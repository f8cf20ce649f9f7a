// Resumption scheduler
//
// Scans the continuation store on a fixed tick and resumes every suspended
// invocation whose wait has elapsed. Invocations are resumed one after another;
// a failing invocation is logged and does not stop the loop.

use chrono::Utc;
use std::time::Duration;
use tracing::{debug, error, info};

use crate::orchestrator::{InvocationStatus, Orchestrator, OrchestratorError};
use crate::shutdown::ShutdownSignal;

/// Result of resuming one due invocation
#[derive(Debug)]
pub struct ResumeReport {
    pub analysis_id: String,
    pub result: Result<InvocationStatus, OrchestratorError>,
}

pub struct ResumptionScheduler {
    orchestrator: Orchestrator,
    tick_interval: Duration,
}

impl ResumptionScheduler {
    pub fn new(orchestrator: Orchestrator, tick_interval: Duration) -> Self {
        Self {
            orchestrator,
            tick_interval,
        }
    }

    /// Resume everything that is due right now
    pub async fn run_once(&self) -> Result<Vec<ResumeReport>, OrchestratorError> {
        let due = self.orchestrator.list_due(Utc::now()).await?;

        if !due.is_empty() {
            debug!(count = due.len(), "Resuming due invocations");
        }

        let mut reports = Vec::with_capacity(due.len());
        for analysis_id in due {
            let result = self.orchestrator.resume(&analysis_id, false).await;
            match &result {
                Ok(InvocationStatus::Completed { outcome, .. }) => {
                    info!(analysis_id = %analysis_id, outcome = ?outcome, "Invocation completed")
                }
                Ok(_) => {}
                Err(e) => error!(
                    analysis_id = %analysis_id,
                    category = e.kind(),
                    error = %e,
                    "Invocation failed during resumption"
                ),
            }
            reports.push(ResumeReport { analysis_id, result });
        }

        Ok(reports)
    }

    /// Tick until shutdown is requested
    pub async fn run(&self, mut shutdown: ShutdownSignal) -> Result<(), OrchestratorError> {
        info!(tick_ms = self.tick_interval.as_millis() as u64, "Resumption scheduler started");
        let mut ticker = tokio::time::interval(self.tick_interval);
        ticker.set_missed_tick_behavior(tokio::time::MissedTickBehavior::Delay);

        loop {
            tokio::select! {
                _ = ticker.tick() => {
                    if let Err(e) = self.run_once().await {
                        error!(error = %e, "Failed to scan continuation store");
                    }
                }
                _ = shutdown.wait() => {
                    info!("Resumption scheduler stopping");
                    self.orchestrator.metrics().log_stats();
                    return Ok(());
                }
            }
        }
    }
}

Task item | Which lines in the records above hold the string "ResumptionScheduler"? Copy each of them.

Answer to this problem |
pub struct ResumptionScheduler {
impl ResumptionScheduler {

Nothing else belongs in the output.